Collected data:
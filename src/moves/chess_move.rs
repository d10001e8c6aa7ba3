//! A single move and its square-array side effects.
//!
//! `Move` carries enough state to apply itself to a board and to fully
//! revert that application: the captured piece (if any) and the en-passant
//! victim are recorded during `apply`. An internal applied flag makes
//! double-apply and double-revert guarded no-ops.

use crate::game_state::board::Board;
use crate::game_state::chess_types::{is_valid_index, Piece, Square};
use crate::utils::algebraic::index_to_algebraic;

#[derive(Debug, Clone, Copy, PartialEq, Eq)]
pub enum MoveFlag {
    Quiet,
    EnPassant,
}

#[derive(Debug, Clone, PartialEq, Eq)]
pub struct Move {
    pub piece: Piece,
    pub from: Square,
    pub to: Square,
    pub flag: MoveFlag,

    captured: Option<Piece>,
    en_passant_victim: Option<(Square, Piece)>,
    applied: bool,
}

impl Move {
    pub fn new(piece: Piece, from: Square, to: Square) -> Self {
        Self::with_flag(piece, from, to, MoveFlag::Quiet)
    }

    pub fn en_passant(piece: Piece, from: Square, to: Square) -> Self {
        Self::with_flag(piece, from, to, MoveFlag::EnPassant)
    }

    fn with_flag(piece: Piece, from: Square, to: Square, flag: MoveFlag) -> Self {
        debug_assert!(is_valid_index(from) && is_valid_index(to));
        Self {
            piece,
            from,
            to,
            flag,
            captured: None,
            en_passant_victim: None,
            applied: false,
        }
    }

    /// Coordinate notation, from-square then to-square (for example
    /// `"e2e4"`).
    pub fn notation(&self) -> String {
        let from = index_to_algebraic(self.from).unwrap_or_else(|_| "-".to_owned());
        let to = index_to_algebraic(self.to).unwrap_or_else(|_| "-".to_owned());
        format!("{from}{to}")
    }

    /// Mutate the board's squares: move the piece, clear the origin, and on
    /// an en-passant move also clear the square of the captured pawn (the
    /// board's en-passant target, not the destination).
    pub(crate) fn apply(&mut self, board: &mut Board) {
        if self.applied {
            return;
        }

        self.captured = board.squares[self.to as usize];
        board.squares[self.to as usize] = board.squares[self.from as usize];
        board.squares[self.from as usize] = None;

        if self.flag == MoveFlag::EnPassant {
            if let Some(target) = board.en_passant_square {
                self.en_passant_victim = board.squares[target as usize]
                    .take()
                    .map(|pawn| (target, pawn));
            }
        }

        self.applied = true;
    }

    /// Exact inverse of `apply`, restoring the captured piece and any
    /// en-passant victim.
    pub(crate) fn revert(&mut self, board: &mut Board) {
        if !self.applied {
            return;
        }

        board.squares[self.from as usize] = board.squares[self.to as usize];
        board.squares[self.to as usize] = self.captured.take();

        if let Some((target, pawn)) = self.en_passant_victim.take() {
            board.squares[target as usize] = Some(pawn);
        }

        self.applied = false;
    }
}

#[cfg(test)]
mod tests {
    use super::*;
    use crate::game_state::chess_types::{Color, PieceKind};
    use crate::utils::algebraic::algebraic_to_index;

    fn square(name: &str) -> Square {
        algebraic_to_index(name).expect("test square should parse")
    }

    #[test]
    fn apply_then_revert_restores_the_squares() {
        let mut board = Board::new_empty();
        let rook = Piece::new(Color::Light, PieceKind::Rook);
        let pawn = Piece::new(Color::Dark, PieceKind::Pawn);
        board.place(rook, square("a1"));
        board.place(pawn, square("a7"));

        let mut mv = Move::new(rook, square("a1"), square("a7"));
        mv.apply(&mut board);
        assert_eq!(board.piece_at(square("a1")), None);
        assert_eq!(board.piece_at(square("a7")), Some(rook));

        mv.revert(&mut board);
        assert_eq!(board.piece_at(square("a1")), Some(rook));
        assert_eq!(board.piece_at(square("a7")), Some(pawn));
    }

    #[test]
    fn double_apply_and_double_revert_are_noops() {
        let mut board = Board::new_empty();
        let rook = Piece::new(Color::Light, PieceKind::Rook);
        board.place(rook, square("a1"));

        let mut mv = Move::new(rook, square("a1"), square("a2"));
        mv.apply(&mut board);
        mv.apply(&mut board);
        assert_eq!(board.piece_at(square("a2")), Some(rook));
        assert_eq!(board.piece_at(square("a1")), None);

        mv.revert(&mut board);
        mv.revert(&mut board);
        assert_eq!(board.piece_at(square("a1")), Some(rook));
        assert_eq!(board.piece_at(square("a2")), None);
    }

    #[test]
    fn en_passant_apply_clears_the_victim_square() {
        let mut board = Board::new_empty();
        let light_pawn = Piece::new(Color::Light, PieceKind::Pawn);
        let dark_pawn = Piece::new(Color::Dark, PieceKind::Pawn);
        board.place(light_pawn, square("e5"));
        board.place(dark_pawn, square("d5"));
        board.en_passant_square = Some(square("d5"));

        let mut mv = Move::en_passant(light_pawn, square("e5"), square("d6"));
        mv.apply(&mut board);
        assert_eq!(board.piece_at(square("d5")), None);
        assert_eq!(board.piece_at(square("d6")), Some(light_pawn));

        mv.revert(&mut board);
        assert_eq!(board.piece_at(square("d5")), Some(dark_pawn));
        assert_eq!(board.piece_at(square("d6")), None);
        assert_eq!(board.piece_at(square("e5")), Some(light_pawn));
    }

    #[test]
    fn notation_concatenates_square_names() {
        let pawn = Piece::new(Color::Light, PieceKind::Pawn);
        let mv = Move::new(pawn, square("e2"), square("e4"));
        assert_eq!(mv.notation(), "e2e4");
    }
}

• [TASK DIRECTIONS]
Beginning at the first line of the records, retype exactly every line up to and including the one with "pub fn notation(&self)".

• [TASK SOLUTION]
filename src/moves/chess_move.rs
repository d10001e8c6aa7ba3
//! A single move and its square-array side effects.
//!
//! `Move` carries enough state to apply itself to a board and to fully
//! revert that application: the captured piece (if any) and the en-passant
//! victim are recorded during `apply`. An internal applied flag makes
//! double-apply and double-revert guarded no-ops.

use crate::game_state::board::Board;
use crate::game_state::chess_types::{is_valid_index, Piece, Square};
use crate::utils::algebraic::index_to_algebraic;

#[derive(Debug, Clone, Copy, PartialEq, Eq)]
pub enum MoveFlag {
    Quiet,
    EnPassant,
}

#[derive(Debug, Clone, PartialEq, Eq)]
pub struct Move {
    pub piece: Piece,
    pub from: Square,
    pub to: Square,
    pub flag: MoveFlag,

    captured: Option<Piece>,
    en_passant_victim: Option<(Square, Piece)>,
    applied: bool,
}

impl Move {
    pub fn new(piece: Piece, from: Square, to: Square) -> Self {
        Self::with_flag(piece, from, to, MoveFlag::Quiet)
    }

    pub fn en_passant(piece: Piece, from: Square, to: Square) -> Self {
        Self::with_flag(piece, from, to, MoveFlag::EnPassant)
    }

    fn with_flag(piece: Piece, from: Square, to: Square, flag: MoveFlag) -> Self {
        debug_assert!(is_valid_index(from) && is_valid_index(to));
        Self {
            piece,
            from,
            to,
            flag,
            captured: None,
            en_passant_victim: None,
            applied: false,
        }
    }

    /// Coordinate notation, from-square then to-square (for example
    /// `"e2e4"`).
    pub fn notation(&self) -> String {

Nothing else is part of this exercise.